A metal panel at the top of the escalator suddenly gave way
Surveillance
footage from Sunday's incident shows a metal panel at the top of the
escalator giving way, causing the woman and her toddler to stumble.
The woman, identified by local media as Xiang Liujuan, 30, was able to push her child to safety as she fell in.
The incident in Jingzhou, in Hubei province, has sparked widespread anger at the department store.
The woman fell into the escalator at 10:09 local time (02:09 GMT) on Sunday, state broadcaster CCTV and newspaper Wuhan Evening News reported.
Employees
standing at the top of the escalators tried to pull the woman to
safety, but were unable to stop her from being pulled in.
It took until 14:00 for rescuers to retrieve her body, CCTV said.
There
was no immediate comment from the shopping centre, but local
authorities are investigating the incident, media reports said.
Unconfirmed
reports said that maintenance works had been carried out on the
escalator recently, and workmen had replaced the metal panel but
forgotten to secure it with screws, Wuhan Evening News said.

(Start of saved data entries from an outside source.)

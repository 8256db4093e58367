// model = "claude-opus-4-5"
// created = "2026-08-07"
// modified = "2026-08-07"
// driver = "Isaac Clayton"

//! Redbud - ordered key storage on an arena-allocated red-black tree.
//!
//! # Quick Start
//!
//! ```
//! use redbud::tree::RbTree;
//!
//! // Create an ordered map
//! let mut scores: RbTree<String, u32> = RbTree::new();
//!
//! // Insert some entries; equal keys are rejected, never overwritten
//! scores.insert("ada".to_string(), 90).unwrap();
//! scores.insert("grace".to_string(), 95).unwrap();
//! assert!(scores.insert("ada".to_string(), 0).is_err());
//!
//! // Iterate in key order
//! let names: Vec<&String> = scores.keys().collect();
//! assert_eq!(names, ["ada", "grace"]);
//! ```
//!
//! For repeated minimum queries, `tree::cached::CachedRbTree` answers
//! `first_cached` in O(1).

pub mod tree;
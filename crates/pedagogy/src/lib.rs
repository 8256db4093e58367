// model = "claude-opus-4-5"
// created = 2026-08-07
// modified = 2026-08-07
// driver = "Isaac Clayton"

//! Educational red-black tree implementations.
//!
//! This crate exists for learning, not for production use. The production
//! engine lives in the `redbud` crate; here the same ideas are rebuilt in
//! the smallest form that still demonstrates them:
//!
//! - `insertion`: an insert-only tree that walks through the three insert
//!   fixup cases with one rotation primitive per direction, which is the
//!   whole balancing story short of deletion's double-black machinery.
//!
//! # Example
//!
//! ```
//! use pedagogy::insertion::TeachingTree;
//!
//! let mut tree = TeachingTree::new();
//! for key in [10, 20, 5, 15, 25] {
//!     tree.insert(key).unwrap();
//! }
//!
//! assert!(tree.contains(&15));
//! assert!(tree.is_valid());
//! ```

pub mod insertion;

The incident has sparked fury
on Chinese social media, with many demanding answers from the shopping
centre's management. As of Monday morning, microblog posts on the
subject had attracted more than 20 million views.
One user called
for the department store to temporarily suspend operations, while
another demanded: "Where were the screws to secure the panel? If the
screws had been removed why didn't they shut down the escalator? What
brand was that escalator?"
"This is heartbreaking!" User Maqi
Yaduo wrote. "Why didn't store employees cordon off or shut down the
escalator? The department store definitely bears responsibility for
this."
Many paid tribute to the mother for ensuring her child was safe.
"When
I saw her fall in I felt awful - but at the same time I felt how strong
a mother's love can be - during such a sudden event, the mother's first
reaction was still to push the child away from the gap," user I am a
Promising Youth said.
Others expressed concerns about safety standards in China.
"I
used to think only lifts would kill people - now it looks like
escalators aren't safe either," user Wang Wentao wrote. "Next time I'm
on an escalator, I'll jump across [the top]."
China has seen
several escalator-related accidents in recent years, including an
escalator in Shanghai that suddenly reversed direction in 2014, injuring
13 people, and a Beijing escalator that malfunctioned in 2011, killing a
teenage boy.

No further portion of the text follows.